EXERCISE INSTRUCTIONS: Set down exactly the entries below, beginning at their first line and ending at the line with "use std::fs::OpenOptions;".

### WORKING DATA

//! Preference files: small durable key-value stores.
//!
//! Each store is one JSON file `{dir}/{name}.json`:
//!
//! ```json
//! {
//!     "version": 1,
//!     "entries": {
//!         "last_payload": { "type": "string", "value": "{...}" },
//!         "last_updated_at": { "type": "long", "value": 1704067200000 }
//!     }
//! }
//! ```
//!
//! Writes go through an [`Editor`] and are committed as one batch: the whole
//! file is rewritten to a sibling temp file, fsynced and renamed into place.
//! A reader therefore sees either every key of a batch or none of them.
//! Commits are serialized within the process by a mutex and across processes
//! by an exclusive `fs2` lock on `{name}.lock`.
//!
//! Change notifications are in-process only: a [`ChangeStream`] receives one
//! [`ChangeEvent`] per commit that changed at least one subscribed key.

use std::collections::{BTreeMap, BTreeSet};
use std::fs::OpenOptions;
use std::io::Write;
use std::path::{Path, PathBuf};
use std::sync::{mpsc, Arc, Mutex};
use std::time::Duration;

use fs2::FileExt;
use serde::{Deserialize, Serialize};

use crate::error::{BridgeError, Result};

// ── File format constants ─────────────────────────────────────────────────────

const PREFS_FILE_VERSION: u32 = 1;

// ── Values ────────────────────────────────────────────────────────────────────

/// A typed preference value.
#[derive(Debug, Clone, PartialEq, Serialize, Deserialize)]
#[serde(tag = "type", content = "value", rename_all = "snake_case")]
pub enum PrefValue {
    String(String),
    Int(i32),
    Long(i64),
    Bool(bool),
}

/// Wrapper written to disk for each store.
#[derive(Debug, Serialize, Deserialize)]
struct PrefsFile {
    version: u32,
    entries: BTreeMap<String, PrefValue>,
}

// ── Snapshot ──────────────────────────────────────────────────────────────────

/// Point-in-time view of one store. All reads of a multi-key record should
/// go through a single snapshot.
#[derive(Debug, Clone, Default, PartialEq)]
pub struct Prefs {
    entries: BTreeMap<String, PrefValue>,
}

impl Prefs {
    pub fn get(&self, key: &str) -> Option<&PrefValue> {
        self.entries.get(key)
    }

    pub fn get_string(&self, key: &str) -> Option<&str> {
        match self.entries.get(key) {
            Some(PrefValue::String(s)) => Some(s),
            _ => None,
        }
    }

    pub fn get_int(&self, key: &str) -> Option<i32> {
        match self.entries.get(key) {
            Some(PrefValue::Int(v)) => Some(*v),
            _ => None,
        }
    }

    pub fn get_long(&self, key: &str) -> Option<i64> {
        match self.entries.get(key) {
            Some(PrefValue::Long(v)) => Some(*v),
            _ => None,
        }
    }

    pub fn get_bool(&self, key: &str) -> Option<bool> {
        match self.entries.get(key) {
            Some(PrefValue::Bool(v)) => Some(*v),
            _ => None,
        }
    }

    pub fn contains(&self, key: &str) -> bool {
        self.entries.contains_key(key)
    }

    pub fn keys(&self) -> impl Iterator<Item = &str> {
        self.entries.keys().map(String::as_str)
    }

    pub fn len(&self) -> usize {
        self.entries.len()
    }

    pub fn is_empty(&self) -> bool {
        self.entries.is_empty()
    }
}

// ── Change notifications ──────────────────────────────────────────────────────

/// Keys changed by one commit.
#[derive(Debug, Clone, PartialEq, Eq)]
pub struct ChangeEvent {
    /// Store name.
    pub store: String,
    /// Changed keys that the subscriber asked for, sorted.
    pub keys: Vec<String>,
}

/// Receiving end of a subscription. Dropping it unsubscribes.
pub struct ChangeStream {
    rx: mpsc::Receiver<ChangeEvent>,
}

impl ChangeStream {
    /// Next event if one is already queued.
    pub fn try_next(&self) -> Option<ChangeEvent> {
        self.rx.try_recv().ok()
    }

    /// Wait up to `timeout` for the next event.
    pub fn next_timeout(&self, timeout: Duration) -> Option<ChangeEvent> {
        self.rx.recv_timeout(timeout).ok()
    }
}

impl Iterator for ChangeStream {
    type Item = ChangeEvent;

    /// Blocks until the next event; ends when the store is dropped.
    fn next(&mut self) -> Option<ChangeEvent> {
        self.rx.recv().ok()
    }
}

struct Subscriber {
    /// `None` = every key.
    keys: Option<BTreeSet<String>>,
    tx: mpsc::Sender<ChangeEvent>,
}

// ── PrefStore ─────────────────────────────────────────────────────────────────

struct Inner {
    name: String,
    dir: PathBuf,
    path: PathBuf,
    tmp_path: PathBuf,
    lock_path: PathBuf,
    write_lock: Mutex<()>,
    subscribers: Mutex<Vec<Subscriber>>,
}

/// Handle to one preference file. Cheap to clone; clones share the write
/// lock and subscriber list.
#[derive(Clone)]
pub struct PrefStore {
    inner: Arc<Inner>,
}

impl PrefStore {
    /// Open (or lazily create) the store `{dir}/{name}.json`.
    ///
    /// The directory is created if it does not exist. The file itself is
    /// only written on the first commit.
    ///
    /// # Errors
    ///
    /// Returns `BridgeError::Io` if the directory cannot be created.
    pub fn open(dir: impl AsRef<Path>, name: &str) -> Result<Self> {
        let dir = dir.as_ref();
        std::fs::create_dir_all(dir)?;
        Ok(Self {
            inner: Arc::new(Inner {
                name: name.to_string(),
                dir: dir.to_path_buf(),
                path: dir.join(format!("{name}.json")),
                tmp_path: dir.join(format!("{name}.json.tmp")),
                lock_path: dir.join(format!("{name}.lock")),
                write_lock: Mutex::new(()),
                subscribers: Mutex::new(Vec::new()),
            }),
        })
    }

    pub fn name(&self) -> &str {
        &self.inner.name
    }

    pub fn path(&self) -> &Path {
        &self.inner.path
    }

    /// Read the current contents.
    ///
    /// # Errors
    ///
    /// Returns `BridgeError::InvalidFileFormat` if the file is corrupt or
    /// `BridgeError::Io` for other filesystem errors. A missing file is an
    /// empty store, not an error.
    pub fn snapshot(&self) -> Result<Prefs> {
        Ok(Prefs {
            entries: self.read_entries()?,
        })
    }

    /// Start a batch of writes.
    pub fn edit(&self) -> Editor<'_> {
        Editor {
            store: self,
            ops: Vec::new(),
        }
    }

    /// Subscribe to changes of `keys`. An empty key set subscribes to every
    /// key in the store.
    pub fn subscribe<I, S>(&self, keys: I) -> ChangeStream
    where
        I: IntoIterator<Item = S>,
        S: Into<String>,
    {
        let keys: BTreeSet<String> = keys.into_iter().map(Into::into).collect();
        let (tx, rx) = mpsc::channel();
        let subscriber = Subscriber {
            keys: if keys.is_empty() { None } else { Some(keys) },
            tx,
        };
        if let Ok(mut subs) = self.inner.subscribers.lock() {
            subs.push(subscriber);
        }
        ChangeStream { rx }
    }

    // ── Internal helpers ──────────────────────────────────────────────────────

    fn read_entries(&self) -> Result<BTreeMap<String, PrefValue>> {
        let bytes = match std::fs::read(&self.inner.path) {
            Ok(bytes) => bytes,
            Err(e) if e.kind() == std::io::ErrorKind::NotFound => return Ok(BTreeMap::new()),
            Err(e) => return Err(BridgeError::Io(e)),
        };

        let file: PrefsFile = serde_json::from_slice(&bytes).map_err(|e| {
            BridgeError::InvalidFileFormat(format!(
                "failed to parse prefs file {}: {e}",
                self.inner.path.display()
            ))
        })?;

        Ok(file.entries)
    }

    fn commit(&self, ops: Vec<(String, Option<PrefValue>)>) -> Result<()> {
        let _guard = self
            .inner
            .write_lock
            .lock()
            .map_err(|_| BridgeError::Storage(format!("{}: write lock poisoned", self.name())))?;

        let lock_file = OpenOptions::new()
            .create(true)
            .truncate(false)
            .write(true)
            .open(&self.inner.lock_path)?;
        FileExt::lock_exclusive(&lock_file)?;

        let mut entries = self.read_entries()?;
        let mut changed = BTreeSet::new();

        for (key, value) in ops {
            match value {
                Some(v) => {
                    if entries.get(&key) != Some(&v) {
                        entries.insert(key.clone(), v);
                        changed.insert(key);
                    }
                }
                None => {
                    if entries.remove(&key).is_some() {
                        changed.insert(key);
                    }
                }
            }
        }

        if !changed.is_empty() {
            self.write_atomic(entries)?;
        }

        // Dropping the handle releases the flock as well.
        FileExt::unlock(&lock_file)?;

        if !changed.is_empty() {
            self.notify(&changed);
        }
        Ok(())
    }

    /// Write `entries` via temp file + fsync + rename, then sync the
    /// directory so the rename itself is durable.
    fn write_atomic(&self, entries: BTreeMap<String, PrefValue>) -> Result<()> {
        let file = PrefsFile {
            version: PREFS_FILE_VERSION,
            entries,
        };
        let json = serde_json::to_vec_pretty(&file)
            .map_err(|e| BridgeError::Serialization(e.to_string()))?;

        let mut tmp = std::fs::File::create(&self.inner.tmp_path)?;
        tmp.write_all(&json)?;
        tmp.sync_all()?;
        drop(tmp);

        std::fs::rename(&self.inner.tmp_path, &self.inner.path)?;
        super::sync_dir(&self.inner.dir)
    }

    fn notify(&self, changed: &BTreeSet<String>) {
        let Ok(mut subs) = self.inner.subscribers.lock() else {
            return;
        };
        subs.retain(|sub| {
            let keys: Vec<String> = match &sub.keys {
                None => changed.iter().cloned().collect(),
                Some(wanted) => changed.intersection(wanted).cloned().collect(),
            };
            if keys.is_empty() {
                return true;
            }
            sub.tx
                .send(ChangeEvent {
                    store: self.inner.name.clone(),
                    keys,
                })
                .is_ok()
        });
    }
}

impl std::fmt::Debug for PrefStore {
    fn fmt(&self, f: &mut std::fmt::Formatter<'_>) -> std::fmt::Result {
        f.debug_struct("PrefStore")
            .field("name", &self.inner.name)
            .field("path", &self.inner.path)
            .finish()
    }
}

// ── Editor ────────────────────────────────────────────────────────────────────

/// A pending batch of writes. Nothing is visible until [`Editor::commit`].
pub struct Editor<'a> {
    store: &'a PrefStore,
    ops: Vec<(String, Option<PrefValue>)>,
}

impl Editor<'_> {
    pub fn put(&mut self, key: impl Into<String>, value: PrefValue) -> &mut Self {
        self.ops.push((key.into(), Some(value)));
        self
    }

    pub fn put_string(&mut self, key: impl Into<String>, value: impl Into<String>) -> &mut Self {
        self.put(key, PrefValue::String(value.into()))
    }

    pub fn put_int(&mut self, key: impl Into<String>, value: i32) -> &mut Self {
        self.put(key, PrefValue::Int(value))
    }

    pub fn put_long(&mut self, key: impl Into<String>, value: i64) -> &mut Self {
        self.put(key, PrefValue::Long(value))
    }

    pub fn put_bool(&mut self, key: impl Into<String>, value: bool) -> &mut Self {
        self.put(key, PrefValue::Bool(value))
    }

    pub fn remove(&mut self, key: impl Into<String>) -> &mut Self {
        self.ops.push((key.into(), None));
        self
    }

    /// Apply the batch durably. Later operations on the same key win.
    ///
    /// # Errors
    ///
    /// Returns `BridgeError::Io` / `BridgeError::Serialization` if the batch
    /// could not be written; in that case none of it is visible.
    pub fn commit(self) -> Result<()> {
        self.store.commit(self.ops)
    }
}

// ── Tests ─────────────────────────────────────────────────────────────────────
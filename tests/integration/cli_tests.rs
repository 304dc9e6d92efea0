//! Integration tests for the CLI binary.
//!
//! Runs the `bridgectl` binary against a throwaway data directory.
//!
//! This test is registered as a [[test]] in the bridge-gateway-cli crate
//! so that CARGO_BIN_EXE_bridgectl is available.

use std::path::Path;
use std::process::{Command, Output};

use bridge_gateway::Fingerprint;

/// Get a Command pointing to the `bridgectl` binary.
fn bridgectl() -> Command {
    Command::new(env!("CARGO_BIN_EXE_bridgectl"))
}

/// Run `bridgectl --home <home> <args>`.
fn run(home: &Path, args: &[&str]) -> Output {
    bridgectl()
        .arg("--home")
        .arg(home)
        .args(args)
        .output()
        .expect("failed to execute bridgectl")
}

fn stdout(output: &Output) -> String {
    String::from_utf8_lossy(&output.stdout).into_owned()
}

#[test]
fn cli_responds_to_help() {
    let output = bridgectl()
        .arg("--help")
        .output()
        .expect("failed to execute bridgectl --help");

    assert!(
        output.status.success(),
        "bridgectl --help should exit with success, stderr: {}",
        String::from_utf8_lossy(&output.stderr)
    );

    let stdout = stdout(&output);
    assert!(
        stdout.contains("bridgectl") || stdout.contains("Usage"),
        "bridgectl --help output should contain usage information, got: {stdout}"
    );
}

#[test]
fn cli_responds_to_version() {
    let output = bridgectl()
        .arg("--version")
        .output()
        .expect("failed to execute bridgectl --version");

    assert!(output.status.success());
    let stdout = stdout(&output);
    assert!(
        stdout.contains("0.1") || stdout.contains("bridgectl"),
        "bridgectl --version should contain version info, got: {stdout}"
    );
}

#[test]
fn cli_exits_with_error_on_unknown_flag() {
    let output = bridgectl()
        .arg("--nonexistent-flag")
        .output()
        .expect("failed to execute bridgectl");

    assert!(
        !output.status.success(),
        "bridgectl with unknown flag should exit with error"
    );
}

#[test]
fn cli_fingerprint_prints_colon_hex() {
    let dir = tempfile::tempdir().unwrap();
    let cert = dir.path().join("cert.der");
    std::fs::write(&cert, b"not really a certificate").unwrap();

    let output = bridgectl()
        .arg("fingerprint")
        .arg(&cert)
        .output()
        .expect("failed to execute bridgectl fingerprint");

    assert!(output.status.success());
    let expected = Fingerprint::of_certificate(b"not really a certificate").to_colon_hex();
    assert_eq!(stdout(&output).trim(), expected);
}

#[test]
fn cli_subject_select_show_clear() {
    let home = tempfile::tempdir().unwrap();

    let output = run(home.path(), &["subject", "show"]);
    assert!(output.status.success());
    assert!(stdout(&output).contains("No subject selected"));

    let output = run(
        home.path(),
        &[
            "subject",
            "select",
            "--measurement-code",
            "M-100",
            "--subject-code",
            "S-7",
            "--subject-name",
            "Jane Doe",
        ],
    );
    assert!(
        output.status.success(),
        "select failed: {}",
        String::from_utf8_lossy(&output.stderr)
    );

    let shown = stdout(&run(home.path(), &["subject", "show"]));
    assert!(shown.contains("M-100"));
    assert!(shown.contains("S-7"));
    assert!(shown.contains("Jane Doe"));

    assert!(run(home.path(), &["subject", "clear"]).status.success());
    let shown = stdout(&run(home.path(), &["subject", "show"]));
    assert!(shown.contains("No subject selected"));
}

#[test]
fn cli_empty_home_has_no_result_and_no_jobs() {
    let home = tempfile::tempdir().unwrap();

    let output = run(home.path(), &["result", "show"]);
    assert!(output.status.success());
    assert!(stdout(&output).contains("No result stored"));

    let output = run(home.path(), &["jobs", "list"]);
    assert!(output.status.success());
    assert!(stdout(&output).contains("No jobs"));

    let output = run(home.path(), &["jobs", "run"]);
    assert!(output.status.success());
    assert!(stdout(&output).contains("Ran 0 job(s)"));
}

#[test]
fn cli_jobs_list_rejects_unknown_state() {
    let home = tempfile::tempdir().unwrap();
    let output = run(home.path(), &["jobs", "list", "--state", "sideways"]);
    assert!(!output.status.success());
    assert!(String::from_utf8_lossy(&output.stderr).contains("unknown job state"));
}

#[test]
fn cli_registry_add_then_list() {
    let home = tempfile::tempdir().unwrap();
    let cert = home.path().join("caller.der");
    std::fs::write(&cert, b"caller cert").unwrap();

    let output = run(
        home.path(),
        &[
            "registry",
            "add",
            "--name",
            "com.example.caller",
            "--uid",
            "10200",
            "--cert",
            cert.to_str().unwrap(),
        ],
    );
    assert!(
        output.status.success(),
        "registry add failed: {}",
        String::from_utf8_lossy(&output.stderr)
    );
    assert!(home.path().join("registry.json").exists());

    let listed = stdout(&run(home.path(), &["registry", "list", "--verbose"]));
    assert!(listed.contains("com.example.caller"));
    assert!(listed.contains("uids=10200"));
    assert!(listed.contains(&Fingerprint::of_certificate(b"caller cert").to_colon_hex()));
}

#[test]
fn cli_config_init_writes_file() {
    let home = tempfile::tempdir().unwrap();
    let output = run(home.path(), &["config", "init"]);
    assert!(output.status.success());
    assert!(home.path().join("config.json").exists());

    let shown = stdout(&run(home.path(), &["config", "show"]));
    assert!(shown.contains("bridge.sock"));
}

#[test]
fn cli_call_without_server_fails() {
    let home = tempfile::tempdir().unwrap();
    let output = run(home.path(), &["call", "request-data"]);
    assert!(!output.status.success());
    assert!(String::from_utf8_lossy(&output.stderr).contains("failed to connect"));
}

######

YOUR SOLUTION:
//! Preference files: small durable key-value stores.
//!
//! Each store is one JSON file `{dir}/{name}.json`:
//!
//! ```json
//! {
//!     "version": 1,
//!     "entries": {
//!         "last_payload": { "type": "string", "value": "{...}" },
//!         "last_updated_at": { "type": "long", "value": 1704067200000 }
//!     }
//! }
//! ```
//!
//! Writes go through an [`Editor`] and are committed as one batch: the whole
//! file is rewritten to a sibling temp file, fsynced and renamed into place.
//! A reader therefore sees either every key of a batch or none of them.
//! Commits are serialized within the process by a mutex and across processes
//! by an exclusive `fs2` lock on `{name}.lock`.
//!
//! Change notifications are in-process only: a [`ChangeStream`] receives one
//! [`ChangeEvent`] per commit that changed at least one subscribed key.

use std::collections::{BTreeMap, BTreeSet};
use std::fs::OpenOptions;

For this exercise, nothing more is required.